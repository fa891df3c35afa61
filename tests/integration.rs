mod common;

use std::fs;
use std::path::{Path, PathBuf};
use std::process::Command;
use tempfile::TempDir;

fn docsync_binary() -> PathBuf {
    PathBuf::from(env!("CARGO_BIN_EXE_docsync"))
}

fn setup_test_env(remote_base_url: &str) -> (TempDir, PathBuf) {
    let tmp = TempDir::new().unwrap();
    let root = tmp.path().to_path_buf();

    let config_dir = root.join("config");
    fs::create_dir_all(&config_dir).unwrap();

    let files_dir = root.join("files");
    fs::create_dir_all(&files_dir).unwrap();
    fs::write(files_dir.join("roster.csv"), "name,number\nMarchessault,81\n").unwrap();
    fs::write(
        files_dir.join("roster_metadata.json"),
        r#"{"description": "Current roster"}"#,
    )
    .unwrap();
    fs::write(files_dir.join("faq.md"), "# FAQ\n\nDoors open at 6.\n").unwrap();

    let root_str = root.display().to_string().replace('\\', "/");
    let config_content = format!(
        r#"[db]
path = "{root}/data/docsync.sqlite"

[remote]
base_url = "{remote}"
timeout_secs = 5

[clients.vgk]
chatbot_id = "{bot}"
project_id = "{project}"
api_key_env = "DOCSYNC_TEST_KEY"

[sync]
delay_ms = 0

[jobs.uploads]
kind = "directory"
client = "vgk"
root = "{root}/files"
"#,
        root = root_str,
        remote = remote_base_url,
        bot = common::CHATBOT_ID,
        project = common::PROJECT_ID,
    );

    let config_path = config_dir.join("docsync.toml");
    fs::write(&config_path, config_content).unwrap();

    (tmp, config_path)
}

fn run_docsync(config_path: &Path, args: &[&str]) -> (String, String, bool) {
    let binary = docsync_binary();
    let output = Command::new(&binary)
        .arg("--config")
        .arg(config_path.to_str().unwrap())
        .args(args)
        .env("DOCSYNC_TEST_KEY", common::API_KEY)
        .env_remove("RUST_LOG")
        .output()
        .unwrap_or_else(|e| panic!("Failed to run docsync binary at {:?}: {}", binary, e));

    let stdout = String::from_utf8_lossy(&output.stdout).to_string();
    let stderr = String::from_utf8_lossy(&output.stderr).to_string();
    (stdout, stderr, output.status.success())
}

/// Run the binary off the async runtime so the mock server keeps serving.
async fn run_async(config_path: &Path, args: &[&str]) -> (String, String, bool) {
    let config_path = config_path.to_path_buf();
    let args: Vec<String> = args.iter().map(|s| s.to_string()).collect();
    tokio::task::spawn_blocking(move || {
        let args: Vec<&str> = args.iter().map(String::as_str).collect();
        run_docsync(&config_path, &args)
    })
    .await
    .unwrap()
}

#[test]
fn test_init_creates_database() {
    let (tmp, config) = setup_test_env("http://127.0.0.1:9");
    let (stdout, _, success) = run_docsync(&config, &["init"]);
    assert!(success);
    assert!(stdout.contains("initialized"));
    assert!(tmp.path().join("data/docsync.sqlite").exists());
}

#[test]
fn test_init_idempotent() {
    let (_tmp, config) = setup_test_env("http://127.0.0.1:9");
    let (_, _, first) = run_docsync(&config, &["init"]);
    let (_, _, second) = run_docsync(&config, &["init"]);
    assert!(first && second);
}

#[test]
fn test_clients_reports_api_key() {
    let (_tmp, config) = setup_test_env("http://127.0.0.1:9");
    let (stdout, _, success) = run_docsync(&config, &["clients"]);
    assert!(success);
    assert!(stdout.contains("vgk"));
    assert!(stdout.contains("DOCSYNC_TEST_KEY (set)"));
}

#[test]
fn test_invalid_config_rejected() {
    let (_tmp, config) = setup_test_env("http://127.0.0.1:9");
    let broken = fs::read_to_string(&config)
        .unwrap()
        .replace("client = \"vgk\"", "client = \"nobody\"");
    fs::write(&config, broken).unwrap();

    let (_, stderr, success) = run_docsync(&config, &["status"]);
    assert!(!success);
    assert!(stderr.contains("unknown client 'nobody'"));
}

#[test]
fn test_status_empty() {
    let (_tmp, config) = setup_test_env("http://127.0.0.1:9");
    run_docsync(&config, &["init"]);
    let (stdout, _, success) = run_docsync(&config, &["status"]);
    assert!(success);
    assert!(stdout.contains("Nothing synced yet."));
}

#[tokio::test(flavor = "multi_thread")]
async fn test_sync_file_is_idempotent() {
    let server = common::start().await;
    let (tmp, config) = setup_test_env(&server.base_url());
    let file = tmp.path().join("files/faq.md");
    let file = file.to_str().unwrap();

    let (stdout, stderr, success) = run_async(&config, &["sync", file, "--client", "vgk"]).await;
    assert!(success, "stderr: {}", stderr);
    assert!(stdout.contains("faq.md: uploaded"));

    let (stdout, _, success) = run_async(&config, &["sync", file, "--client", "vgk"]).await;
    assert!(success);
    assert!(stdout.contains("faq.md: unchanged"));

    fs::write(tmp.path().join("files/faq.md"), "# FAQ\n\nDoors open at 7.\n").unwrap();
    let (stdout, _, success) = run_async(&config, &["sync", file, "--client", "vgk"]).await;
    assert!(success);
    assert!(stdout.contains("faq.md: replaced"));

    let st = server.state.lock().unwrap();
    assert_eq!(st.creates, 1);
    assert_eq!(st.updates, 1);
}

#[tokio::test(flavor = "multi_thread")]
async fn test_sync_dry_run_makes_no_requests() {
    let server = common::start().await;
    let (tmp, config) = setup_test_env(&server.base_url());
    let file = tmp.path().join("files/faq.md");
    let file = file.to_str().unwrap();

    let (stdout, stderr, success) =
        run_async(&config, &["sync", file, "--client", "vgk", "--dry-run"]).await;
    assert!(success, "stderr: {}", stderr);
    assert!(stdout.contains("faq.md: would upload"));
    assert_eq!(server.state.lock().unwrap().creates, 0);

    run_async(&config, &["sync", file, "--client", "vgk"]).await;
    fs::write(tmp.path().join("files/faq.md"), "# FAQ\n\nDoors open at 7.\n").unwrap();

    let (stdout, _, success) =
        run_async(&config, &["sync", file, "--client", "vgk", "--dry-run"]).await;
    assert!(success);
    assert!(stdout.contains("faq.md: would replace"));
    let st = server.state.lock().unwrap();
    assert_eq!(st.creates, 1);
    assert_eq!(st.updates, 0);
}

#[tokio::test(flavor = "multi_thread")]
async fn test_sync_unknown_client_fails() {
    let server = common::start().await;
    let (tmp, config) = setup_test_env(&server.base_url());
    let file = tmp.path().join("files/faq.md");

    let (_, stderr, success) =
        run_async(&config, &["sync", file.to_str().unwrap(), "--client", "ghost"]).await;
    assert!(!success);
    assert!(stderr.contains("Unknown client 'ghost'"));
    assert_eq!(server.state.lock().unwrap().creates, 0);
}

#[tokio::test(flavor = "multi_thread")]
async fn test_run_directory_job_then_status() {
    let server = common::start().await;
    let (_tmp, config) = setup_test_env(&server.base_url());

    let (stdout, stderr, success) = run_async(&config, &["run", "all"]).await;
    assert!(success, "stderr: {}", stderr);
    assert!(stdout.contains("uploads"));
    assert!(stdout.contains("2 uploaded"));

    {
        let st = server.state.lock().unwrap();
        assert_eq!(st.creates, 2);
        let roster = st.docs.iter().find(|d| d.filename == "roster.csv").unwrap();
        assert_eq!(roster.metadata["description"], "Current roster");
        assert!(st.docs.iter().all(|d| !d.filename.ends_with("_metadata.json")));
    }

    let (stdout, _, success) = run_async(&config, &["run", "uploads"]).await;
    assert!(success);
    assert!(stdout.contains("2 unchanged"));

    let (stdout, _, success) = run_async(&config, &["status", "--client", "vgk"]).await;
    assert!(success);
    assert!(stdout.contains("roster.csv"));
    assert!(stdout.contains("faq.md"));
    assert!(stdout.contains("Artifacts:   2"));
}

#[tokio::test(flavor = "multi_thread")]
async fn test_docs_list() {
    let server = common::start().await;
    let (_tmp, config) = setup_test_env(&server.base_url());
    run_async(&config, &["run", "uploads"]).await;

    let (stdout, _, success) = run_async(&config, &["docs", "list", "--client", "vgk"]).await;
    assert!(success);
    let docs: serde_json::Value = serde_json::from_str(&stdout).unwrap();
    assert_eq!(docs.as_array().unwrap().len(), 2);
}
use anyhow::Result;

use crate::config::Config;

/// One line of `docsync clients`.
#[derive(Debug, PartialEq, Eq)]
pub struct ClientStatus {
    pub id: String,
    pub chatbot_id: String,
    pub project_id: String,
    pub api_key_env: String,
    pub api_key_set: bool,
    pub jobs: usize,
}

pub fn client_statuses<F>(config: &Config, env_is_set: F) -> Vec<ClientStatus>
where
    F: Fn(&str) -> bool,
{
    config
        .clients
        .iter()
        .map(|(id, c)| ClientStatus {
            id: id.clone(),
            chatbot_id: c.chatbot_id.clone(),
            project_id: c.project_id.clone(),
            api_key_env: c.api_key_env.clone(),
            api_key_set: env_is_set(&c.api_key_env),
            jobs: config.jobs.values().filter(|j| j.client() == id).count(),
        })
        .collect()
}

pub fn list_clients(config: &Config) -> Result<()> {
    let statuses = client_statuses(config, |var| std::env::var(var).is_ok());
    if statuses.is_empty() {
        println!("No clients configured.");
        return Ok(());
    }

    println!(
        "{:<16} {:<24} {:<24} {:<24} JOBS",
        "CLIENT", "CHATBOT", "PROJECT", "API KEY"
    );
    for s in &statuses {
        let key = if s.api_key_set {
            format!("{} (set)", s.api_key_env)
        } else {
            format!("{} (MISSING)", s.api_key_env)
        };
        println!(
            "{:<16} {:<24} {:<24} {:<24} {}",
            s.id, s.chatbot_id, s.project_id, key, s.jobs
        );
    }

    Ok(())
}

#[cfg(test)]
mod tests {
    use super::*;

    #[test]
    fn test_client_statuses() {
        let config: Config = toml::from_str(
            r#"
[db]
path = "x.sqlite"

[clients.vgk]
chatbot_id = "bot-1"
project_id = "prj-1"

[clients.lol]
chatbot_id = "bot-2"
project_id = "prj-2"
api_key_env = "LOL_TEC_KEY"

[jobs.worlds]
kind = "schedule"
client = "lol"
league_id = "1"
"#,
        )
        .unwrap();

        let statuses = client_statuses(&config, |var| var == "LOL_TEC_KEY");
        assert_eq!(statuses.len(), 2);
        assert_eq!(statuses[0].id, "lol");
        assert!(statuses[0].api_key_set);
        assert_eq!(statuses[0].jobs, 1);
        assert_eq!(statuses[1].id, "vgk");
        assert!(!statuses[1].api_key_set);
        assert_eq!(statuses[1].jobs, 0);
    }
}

________________

**REQUIRED WORK:**
Note how many lines in the listing above hold the string "sqlite", then give only that figure.

**EXPECTED ANSWER:**
3